-- DATA follows --

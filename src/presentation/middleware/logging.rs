//! Request Tracing Middleware

use tower_http::{
    classify::{ServerErrorsAsFailures, SharedClassifier},
    trace::{DefaultMakeSpan, DefaultOnResponse, TraceLayer},
};
use tracing::Level;

/// Create the HTTP trace layer
pub fn create_trace_layer() -> TraceLayer<SharedClassifier<ServerErrorsAsFailures>> {
    TraceLayer::new_for_http()
        .make_span_with(DefaultMakeSpan::new().level(Level::INFO))
        .on_response(DefaultOnResponse::new().level(Level::INFO))
}
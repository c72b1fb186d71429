//! Middleware
//!
//! Tower middleware for request processing.

pub mod cors;
pub mod logging;

pub use cors::create_cors_layer;
pub use logging::create_trace_layer;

-- DATA concluded --

[WORK ORDER]: Copy out, from the material above, each line in which the string "ServerErrorsAsFailures" is found.

[YOUR RESPONSE]:
    classify::{ServerErrorsAsFailures, SharedClassifier},
pub fn create_trace_layer() -> TraceLayer<SharedClassifier<ServerErrorsAsFailures>> {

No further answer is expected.